◆ **Required work**
Your task is to copy each line of the records that includes the string "PathBuf".

-------

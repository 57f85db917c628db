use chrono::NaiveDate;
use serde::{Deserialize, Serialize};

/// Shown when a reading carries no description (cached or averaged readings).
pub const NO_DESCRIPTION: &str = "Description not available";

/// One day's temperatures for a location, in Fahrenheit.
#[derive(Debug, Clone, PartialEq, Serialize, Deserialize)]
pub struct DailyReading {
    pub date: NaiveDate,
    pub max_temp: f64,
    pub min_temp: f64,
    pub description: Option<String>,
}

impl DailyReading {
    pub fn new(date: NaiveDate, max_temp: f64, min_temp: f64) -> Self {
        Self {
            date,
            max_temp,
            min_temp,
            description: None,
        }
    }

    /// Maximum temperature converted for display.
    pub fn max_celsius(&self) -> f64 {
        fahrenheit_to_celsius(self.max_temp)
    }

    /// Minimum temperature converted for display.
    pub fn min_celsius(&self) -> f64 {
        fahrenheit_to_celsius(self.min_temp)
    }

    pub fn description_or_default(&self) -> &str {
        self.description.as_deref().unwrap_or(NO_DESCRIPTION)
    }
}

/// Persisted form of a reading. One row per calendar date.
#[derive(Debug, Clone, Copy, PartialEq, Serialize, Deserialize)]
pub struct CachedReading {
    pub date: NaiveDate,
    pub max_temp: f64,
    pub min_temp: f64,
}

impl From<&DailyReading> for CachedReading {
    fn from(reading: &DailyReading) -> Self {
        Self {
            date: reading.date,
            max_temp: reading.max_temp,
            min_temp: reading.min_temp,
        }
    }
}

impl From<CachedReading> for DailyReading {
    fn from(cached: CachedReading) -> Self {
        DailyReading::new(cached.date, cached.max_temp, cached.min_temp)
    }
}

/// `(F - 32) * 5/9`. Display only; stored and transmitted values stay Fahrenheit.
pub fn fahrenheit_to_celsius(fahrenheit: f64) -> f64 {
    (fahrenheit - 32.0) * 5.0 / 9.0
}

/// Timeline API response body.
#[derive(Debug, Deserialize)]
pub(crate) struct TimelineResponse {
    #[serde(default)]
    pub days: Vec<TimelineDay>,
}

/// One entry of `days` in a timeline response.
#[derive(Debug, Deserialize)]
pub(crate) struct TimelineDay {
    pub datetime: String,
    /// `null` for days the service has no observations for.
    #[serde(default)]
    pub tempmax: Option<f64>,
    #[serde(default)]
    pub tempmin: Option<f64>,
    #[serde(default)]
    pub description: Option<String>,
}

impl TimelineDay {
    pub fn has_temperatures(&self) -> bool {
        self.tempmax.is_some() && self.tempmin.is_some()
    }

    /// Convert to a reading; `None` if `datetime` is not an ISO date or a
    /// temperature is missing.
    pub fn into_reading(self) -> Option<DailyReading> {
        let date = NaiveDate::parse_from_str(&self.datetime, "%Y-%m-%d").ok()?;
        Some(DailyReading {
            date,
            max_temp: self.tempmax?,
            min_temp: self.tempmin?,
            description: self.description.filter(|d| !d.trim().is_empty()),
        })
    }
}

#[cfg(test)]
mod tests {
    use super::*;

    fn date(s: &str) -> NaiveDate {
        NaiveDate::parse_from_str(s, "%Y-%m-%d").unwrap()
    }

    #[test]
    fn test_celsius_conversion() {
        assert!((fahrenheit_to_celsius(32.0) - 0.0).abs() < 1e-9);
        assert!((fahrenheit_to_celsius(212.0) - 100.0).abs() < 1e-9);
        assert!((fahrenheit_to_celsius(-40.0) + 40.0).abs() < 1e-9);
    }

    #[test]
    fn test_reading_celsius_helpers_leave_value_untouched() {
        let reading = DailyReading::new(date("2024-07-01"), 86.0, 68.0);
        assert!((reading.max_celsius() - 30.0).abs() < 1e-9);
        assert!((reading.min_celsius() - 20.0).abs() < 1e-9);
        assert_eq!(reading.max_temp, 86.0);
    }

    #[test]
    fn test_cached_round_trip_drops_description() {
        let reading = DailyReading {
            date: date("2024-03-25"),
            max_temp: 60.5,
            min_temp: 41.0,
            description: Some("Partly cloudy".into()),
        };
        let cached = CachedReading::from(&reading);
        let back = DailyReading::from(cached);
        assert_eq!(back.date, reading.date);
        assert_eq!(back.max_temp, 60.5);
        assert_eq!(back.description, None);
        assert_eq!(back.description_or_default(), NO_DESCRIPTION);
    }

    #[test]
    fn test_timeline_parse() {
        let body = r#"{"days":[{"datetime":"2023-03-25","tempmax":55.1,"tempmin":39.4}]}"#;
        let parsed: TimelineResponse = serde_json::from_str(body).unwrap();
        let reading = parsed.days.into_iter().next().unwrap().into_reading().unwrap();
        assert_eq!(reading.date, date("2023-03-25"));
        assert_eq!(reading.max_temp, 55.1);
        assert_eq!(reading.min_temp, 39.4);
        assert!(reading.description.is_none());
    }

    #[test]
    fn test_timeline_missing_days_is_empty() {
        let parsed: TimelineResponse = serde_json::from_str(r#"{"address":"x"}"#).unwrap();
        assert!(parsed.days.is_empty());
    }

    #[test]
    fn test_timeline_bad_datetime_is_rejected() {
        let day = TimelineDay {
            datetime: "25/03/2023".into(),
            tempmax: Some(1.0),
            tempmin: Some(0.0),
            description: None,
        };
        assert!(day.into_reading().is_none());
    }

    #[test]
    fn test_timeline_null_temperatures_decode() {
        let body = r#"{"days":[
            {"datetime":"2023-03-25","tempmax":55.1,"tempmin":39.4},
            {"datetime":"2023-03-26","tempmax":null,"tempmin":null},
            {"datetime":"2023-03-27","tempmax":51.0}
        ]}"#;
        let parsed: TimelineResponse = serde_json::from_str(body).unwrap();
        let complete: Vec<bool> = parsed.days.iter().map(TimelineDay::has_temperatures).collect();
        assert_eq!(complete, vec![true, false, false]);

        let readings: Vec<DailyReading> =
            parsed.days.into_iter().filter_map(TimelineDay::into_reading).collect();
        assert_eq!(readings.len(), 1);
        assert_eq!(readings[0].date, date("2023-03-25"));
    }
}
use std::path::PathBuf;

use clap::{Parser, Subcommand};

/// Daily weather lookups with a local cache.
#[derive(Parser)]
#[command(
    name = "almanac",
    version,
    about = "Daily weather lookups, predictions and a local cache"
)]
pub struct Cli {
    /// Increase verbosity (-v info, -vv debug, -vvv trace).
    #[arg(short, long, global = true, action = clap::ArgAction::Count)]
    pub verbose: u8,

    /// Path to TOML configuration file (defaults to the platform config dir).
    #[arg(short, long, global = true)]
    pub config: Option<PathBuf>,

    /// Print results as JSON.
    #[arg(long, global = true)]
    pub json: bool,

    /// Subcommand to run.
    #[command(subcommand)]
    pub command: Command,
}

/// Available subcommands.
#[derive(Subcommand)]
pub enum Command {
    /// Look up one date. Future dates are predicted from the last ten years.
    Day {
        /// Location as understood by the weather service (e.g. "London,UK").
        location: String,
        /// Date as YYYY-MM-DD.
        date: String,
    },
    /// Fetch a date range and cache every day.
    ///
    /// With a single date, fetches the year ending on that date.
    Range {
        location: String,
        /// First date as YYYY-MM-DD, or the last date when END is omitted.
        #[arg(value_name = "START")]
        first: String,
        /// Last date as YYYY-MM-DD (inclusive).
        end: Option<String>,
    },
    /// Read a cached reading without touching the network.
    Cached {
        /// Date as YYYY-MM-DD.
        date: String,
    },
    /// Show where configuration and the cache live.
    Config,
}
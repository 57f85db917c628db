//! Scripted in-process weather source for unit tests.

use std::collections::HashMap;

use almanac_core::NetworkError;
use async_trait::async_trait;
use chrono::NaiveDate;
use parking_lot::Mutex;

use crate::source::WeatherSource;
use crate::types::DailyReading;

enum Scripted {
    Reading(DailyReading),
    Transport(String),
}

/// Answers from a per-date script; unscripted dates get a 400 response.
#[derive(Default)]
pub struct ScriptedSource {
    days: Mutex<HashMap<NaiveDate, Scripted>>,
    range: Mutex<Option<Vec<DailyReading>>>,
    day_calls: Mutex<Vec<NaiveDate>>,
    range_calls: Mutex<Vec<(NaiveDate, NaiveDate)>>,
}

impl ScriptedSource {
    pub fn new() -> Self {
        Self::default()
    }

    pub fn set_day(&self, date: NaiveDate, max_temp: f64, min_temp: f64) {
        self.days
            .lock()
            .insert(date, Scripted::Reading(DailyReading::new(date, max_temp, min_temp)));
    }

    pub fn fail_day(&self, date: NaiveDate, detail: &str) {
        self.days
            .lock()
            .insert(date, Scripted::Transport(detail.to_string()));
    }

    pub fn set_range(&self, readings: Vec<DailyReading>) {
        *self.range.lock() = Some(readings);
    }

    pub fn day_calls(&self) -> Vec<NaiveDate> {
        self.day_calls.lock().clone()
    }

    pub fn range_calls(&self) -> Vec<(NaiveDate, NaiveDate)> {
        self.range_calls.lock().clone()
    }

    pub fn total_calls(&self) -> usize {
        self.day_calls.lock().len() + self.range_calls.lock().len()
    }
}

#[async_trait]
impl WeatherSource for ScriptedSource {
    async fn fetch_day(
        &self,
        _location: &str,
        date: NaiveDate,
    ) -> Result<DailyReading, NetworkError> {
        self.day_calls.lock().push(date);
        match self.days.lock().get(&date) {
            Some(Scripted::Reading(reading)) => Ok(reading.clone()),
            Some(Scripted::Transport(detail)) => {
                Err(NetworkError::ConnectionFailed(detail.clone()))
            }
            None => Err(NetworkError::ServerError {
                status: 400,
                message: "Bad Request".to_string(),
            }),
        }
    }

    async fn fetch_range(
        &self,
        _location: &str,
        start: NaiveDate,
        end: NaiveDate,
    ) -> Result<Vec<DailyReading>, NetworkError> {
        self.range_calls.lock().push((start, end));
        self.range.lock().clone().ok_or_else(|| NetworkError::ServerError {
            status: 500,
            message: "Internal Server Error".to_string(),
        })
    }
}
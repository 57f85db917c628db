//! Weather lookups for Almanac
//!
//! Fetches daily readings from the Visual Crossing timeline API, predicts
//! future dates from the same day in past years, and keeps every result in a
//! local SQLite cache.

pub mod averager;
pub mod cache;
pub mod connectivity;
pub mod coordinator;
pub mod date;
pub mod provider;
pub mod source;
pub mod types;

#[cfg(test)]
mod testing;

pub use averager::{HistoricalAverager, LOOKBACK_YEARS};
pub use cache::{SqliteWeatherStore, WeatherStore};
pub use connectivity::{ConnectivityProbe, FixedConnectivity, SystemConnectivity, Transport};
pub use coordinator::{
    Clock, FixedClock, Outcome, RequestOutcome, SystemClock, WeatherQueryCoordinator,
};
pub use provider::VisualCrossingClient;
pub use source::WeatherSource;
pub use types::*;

-------

◆ **Solution to the problem**
use std::path::PathBuf;
    pub config: Option<PathBuf>,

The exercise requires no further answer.